Required work:
A single number is required: how many lines in the entries hold the word "info".

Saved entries

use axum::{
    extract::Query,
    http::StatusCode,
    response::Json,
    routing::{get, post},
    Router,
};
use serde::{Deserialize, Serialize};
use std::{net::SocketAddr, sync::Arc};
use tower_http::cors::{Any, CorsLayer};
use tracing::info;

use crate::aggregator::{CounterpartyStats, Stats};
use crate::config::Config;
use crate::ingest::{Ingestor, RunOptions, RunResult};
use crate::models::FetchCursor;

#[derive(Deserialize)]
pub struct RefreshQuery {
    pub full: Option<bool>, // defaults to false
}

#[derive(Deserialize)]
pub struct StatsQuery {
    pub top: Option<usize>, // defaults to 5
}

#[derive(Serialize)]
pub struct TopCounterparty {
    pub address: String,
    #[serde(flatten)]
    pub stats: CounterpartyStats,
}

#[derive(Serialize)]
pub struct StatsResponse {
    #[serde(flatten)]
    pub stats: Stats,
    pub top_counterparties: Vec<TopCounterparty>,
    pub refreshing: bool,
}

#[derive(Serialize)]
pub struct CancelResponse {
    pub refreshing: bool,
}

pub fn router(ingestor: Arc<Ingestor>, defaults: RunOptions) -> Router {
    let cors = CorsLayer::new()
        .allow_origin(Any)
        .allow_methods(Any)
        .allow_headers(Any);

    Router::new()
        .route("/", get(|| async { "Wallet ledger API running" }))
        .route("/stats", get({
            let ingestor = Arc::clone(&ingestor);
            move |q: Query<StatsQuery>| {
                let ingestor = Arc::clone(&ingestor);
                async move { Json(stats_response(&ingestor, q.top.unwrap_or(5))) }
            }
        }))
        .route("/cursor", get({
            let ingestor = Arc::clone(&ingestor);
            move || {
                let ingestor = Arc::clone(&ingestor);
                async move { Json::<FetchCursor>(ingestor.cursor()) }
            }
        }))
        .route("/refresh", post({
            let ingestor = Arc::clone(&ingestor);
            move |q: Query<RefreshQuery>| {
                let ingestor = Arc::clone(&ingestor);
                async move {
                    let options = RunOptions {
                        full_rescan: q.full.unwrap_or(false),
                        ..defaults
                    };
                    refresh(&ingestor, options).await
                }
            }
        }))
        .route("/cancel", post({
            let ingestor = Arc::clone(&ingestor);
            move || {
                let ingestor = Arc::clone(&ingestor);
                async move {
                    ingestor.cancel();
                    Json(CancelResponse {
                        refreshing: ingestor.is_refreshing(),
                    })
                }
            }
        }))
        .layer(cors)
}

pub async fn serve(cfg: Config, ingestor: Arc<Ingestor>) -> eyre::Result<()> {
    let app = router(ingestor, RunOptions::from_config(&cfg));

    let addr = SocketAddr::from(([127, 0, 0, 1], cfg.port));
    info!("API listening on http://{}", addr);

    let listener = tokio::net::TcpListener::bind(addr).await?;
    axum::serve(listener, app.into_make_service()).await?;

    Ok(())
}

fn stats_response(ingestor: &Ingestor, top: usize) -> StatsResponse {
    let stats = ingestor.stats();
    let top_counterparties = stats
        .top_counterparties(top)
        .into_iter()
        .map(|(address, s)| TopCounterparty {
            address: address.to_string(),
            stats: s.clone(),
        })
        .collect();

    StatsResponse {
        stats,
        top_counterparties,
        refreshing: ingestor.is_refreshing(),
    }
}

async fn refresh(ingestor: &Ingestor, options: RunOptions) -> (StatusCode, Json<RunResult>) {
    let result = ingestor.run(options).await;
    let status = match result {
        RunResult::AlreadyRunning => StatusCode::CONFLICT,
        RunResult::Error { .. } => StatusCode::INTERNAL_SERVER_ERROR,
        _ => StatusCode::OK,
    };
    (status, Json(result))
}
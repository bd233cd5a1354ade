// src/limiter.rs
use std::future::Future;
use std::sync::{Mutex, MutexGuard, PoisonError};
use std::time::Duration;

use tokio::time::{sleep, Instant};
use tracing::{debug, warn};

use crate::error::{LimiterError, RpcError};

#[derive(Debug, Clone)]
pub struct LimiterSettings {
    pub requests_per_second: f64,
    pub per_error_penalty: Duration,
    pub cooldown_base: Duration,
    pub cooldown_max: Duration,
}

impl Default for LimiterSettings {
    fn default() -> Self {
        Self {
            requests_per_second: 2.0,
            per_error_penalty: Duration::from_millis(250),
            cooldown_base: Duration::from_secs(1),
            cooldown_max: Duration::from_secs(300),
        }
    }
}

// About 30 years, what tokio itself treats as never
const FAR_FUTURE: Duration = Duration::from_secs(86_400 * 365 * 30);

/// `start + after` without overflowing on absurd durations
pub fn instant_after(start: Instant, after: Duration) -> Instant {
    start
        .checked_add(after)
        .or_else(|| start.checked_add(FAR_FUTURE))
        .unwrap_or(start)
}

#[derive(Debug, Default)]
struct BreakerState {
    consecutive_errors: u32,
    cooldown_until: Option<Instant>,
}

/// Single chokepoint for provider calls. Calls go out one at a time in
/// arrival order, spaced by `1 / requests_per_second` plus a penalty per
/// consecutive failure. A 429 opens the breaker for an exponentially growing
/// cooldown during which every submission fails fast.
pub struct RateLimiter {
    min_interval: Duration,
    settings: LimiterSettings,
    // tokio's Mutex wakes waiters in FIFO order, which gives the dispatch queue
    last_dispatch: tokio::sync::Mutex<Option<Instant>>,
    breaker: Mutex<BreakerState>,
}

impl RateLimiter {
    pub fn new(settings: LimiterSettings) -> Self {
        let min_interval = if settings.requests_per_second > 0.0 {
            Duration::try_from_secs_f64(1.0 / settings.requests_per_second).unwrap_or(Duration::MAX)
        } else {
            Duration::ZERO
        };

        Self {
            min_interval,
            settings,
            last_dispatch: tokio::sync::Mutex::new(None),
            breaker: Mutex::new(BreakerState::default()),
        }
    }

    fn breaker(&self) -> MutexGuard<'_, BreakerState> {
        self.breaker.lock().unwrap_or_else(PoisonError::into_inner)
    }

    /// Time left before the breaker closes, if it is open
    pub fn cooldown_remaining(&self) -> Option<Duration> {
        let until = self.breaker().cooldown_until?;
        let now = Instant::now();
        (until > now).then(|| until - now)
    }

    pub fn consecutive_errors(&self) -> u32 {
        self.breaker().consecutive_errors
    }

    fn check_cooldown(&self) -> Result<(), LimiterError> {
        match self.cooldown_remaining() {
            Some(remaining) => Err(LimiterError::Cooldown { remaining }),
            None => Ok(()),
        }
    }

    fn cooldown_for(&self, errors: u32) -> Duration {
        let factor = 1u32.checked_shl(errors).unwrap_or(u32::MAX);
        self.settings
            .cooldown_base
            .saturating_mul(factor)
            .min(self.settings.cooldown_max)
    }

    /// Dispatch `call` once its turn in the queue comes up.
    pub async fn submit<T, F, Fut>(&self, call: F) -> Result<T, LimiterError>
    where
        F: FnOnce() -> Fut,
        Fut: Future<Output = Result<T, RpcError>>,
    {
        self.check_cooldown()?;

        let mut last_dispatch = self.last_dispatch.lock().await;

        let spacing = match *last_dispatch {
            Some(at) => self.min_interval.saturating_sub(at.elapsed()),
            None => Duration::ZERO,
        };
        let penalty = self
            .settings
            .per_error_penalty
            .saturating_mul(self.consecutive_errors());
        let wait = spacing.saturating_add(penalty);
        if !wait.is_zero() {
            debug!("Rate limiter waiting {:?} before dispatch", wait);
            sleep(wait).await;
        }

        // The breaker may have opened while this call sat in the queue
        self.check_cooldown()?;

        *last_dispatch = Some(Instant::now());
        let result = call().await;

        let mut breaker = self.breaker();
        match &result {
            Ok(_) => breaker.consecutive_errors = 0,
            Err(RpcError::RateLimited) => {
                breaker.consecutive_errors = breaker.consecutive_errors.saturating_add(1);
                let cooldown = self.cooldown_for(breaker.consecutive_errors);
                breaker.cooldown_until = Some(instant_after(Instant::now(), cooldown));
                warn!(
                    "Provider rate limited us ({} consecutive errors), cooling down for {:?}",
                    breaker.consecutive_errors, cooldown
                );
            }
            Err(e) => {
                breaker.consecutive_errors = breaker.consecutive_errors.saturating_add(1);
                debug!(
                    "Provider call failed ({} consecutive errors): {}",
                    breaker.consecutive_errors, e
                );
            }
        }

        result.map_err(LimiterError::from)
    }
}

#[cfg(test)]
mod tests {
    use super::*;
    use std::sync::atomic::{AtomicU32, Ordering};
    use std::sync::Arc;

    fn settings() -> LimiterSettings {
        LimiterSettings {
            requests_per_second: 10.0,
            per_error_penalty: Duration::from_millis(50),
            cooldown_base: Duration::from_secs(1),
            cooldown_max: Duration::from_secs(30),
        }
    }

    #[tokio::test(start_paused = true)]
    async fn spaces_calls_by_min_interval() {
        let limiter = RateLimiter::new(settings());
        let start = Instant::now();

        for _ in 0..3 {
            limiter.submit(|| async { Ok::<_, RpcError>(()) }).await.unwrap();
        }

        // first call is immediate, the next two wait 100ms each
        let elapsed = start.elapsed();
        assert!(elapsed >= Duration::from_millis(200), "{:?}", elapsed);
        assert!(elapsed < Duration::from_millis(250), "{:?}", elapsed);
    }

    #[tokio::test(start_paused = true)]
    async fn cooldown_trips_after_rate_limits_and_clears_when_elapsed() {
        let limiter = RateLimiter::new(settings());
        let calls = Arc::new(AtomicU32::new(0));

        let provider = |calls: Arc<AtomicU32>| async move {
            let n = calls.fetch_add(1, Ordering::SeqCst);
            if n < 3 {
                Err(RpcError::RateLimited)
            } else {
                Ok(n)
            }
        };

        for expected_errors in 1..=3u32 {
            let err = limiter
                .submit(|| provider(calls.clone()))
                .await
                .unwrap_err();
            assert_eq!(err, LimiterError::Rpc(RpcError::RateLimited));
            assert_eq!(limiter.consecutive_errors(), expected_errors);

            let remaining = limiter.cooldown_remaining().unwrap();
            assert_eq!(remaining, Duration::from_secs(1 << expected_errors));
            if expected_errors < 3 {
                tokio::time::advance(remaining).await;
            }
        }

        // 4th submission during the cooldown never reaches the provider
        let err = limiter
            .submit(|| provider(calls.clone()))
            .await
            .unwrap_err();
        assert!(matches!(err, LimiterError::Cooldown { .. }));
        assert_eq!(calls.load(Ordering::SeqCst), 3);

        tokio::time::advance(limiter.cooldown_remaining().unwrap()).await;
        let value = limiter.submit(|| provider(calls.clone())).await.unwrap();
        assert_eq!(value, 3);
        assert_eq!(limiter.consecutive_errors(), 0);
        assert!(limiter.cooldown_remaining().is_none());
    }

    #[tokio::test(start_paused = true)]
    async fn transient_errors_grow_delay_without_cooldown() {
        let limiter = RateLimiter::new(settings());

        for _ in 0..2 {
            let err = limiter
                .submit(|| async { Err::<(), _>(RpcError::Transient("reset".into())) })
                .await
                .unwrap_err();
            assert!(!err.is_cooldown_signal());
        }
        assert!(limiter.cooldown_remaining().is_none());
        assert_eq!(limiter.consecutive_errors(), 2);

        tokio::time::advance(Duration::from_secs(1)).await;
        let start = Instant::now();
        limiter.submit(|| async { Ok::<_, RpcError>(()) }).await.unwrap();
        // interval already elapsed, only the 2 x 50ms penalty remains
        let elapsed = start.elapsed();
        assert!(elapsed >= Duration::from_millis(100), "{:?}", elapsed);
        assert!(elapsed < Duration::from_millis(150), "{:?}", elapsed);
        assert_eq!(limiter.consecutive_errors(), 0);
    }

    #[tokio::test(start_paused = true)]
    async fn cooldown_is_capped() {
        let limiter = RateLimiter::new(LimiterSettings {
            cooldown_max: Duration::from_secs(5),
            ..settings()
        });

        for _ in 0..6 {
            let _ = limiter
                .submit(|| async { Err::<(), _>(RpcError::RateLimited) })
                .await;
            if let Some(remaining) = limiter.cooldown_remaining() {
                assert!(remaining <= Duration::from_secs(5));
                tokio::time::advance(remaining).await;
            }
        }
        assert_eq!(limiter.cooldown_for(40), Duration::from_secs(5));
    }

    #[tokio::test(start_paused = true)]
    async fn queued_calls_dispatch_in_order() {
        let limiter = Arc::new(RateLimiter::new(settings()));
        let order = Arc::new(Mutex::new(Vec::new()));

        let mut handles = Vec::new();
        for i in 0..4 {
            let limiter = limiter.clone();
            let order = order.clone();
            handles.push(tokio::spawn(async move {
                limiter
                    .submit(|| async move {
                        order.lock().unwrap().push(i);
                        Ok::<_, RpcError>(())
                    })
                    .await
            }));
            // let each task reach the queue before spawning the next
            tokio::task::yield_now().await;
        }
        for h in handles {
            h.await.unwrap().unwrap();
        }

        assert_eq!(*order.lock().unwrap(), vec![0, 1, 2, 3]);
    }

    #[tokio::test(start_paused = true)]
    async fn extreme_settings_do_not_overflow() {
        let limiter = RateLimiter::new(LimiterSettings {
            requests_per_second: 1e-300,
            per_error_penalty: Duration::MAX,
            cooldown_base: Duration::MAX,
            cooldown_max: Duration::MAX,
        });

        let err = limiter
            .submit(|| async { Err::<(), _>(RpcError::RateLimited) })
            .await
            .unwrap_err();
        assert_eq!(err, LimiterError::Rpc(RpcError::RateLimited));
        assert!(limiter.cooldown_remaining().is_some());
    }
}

Result for this task:
2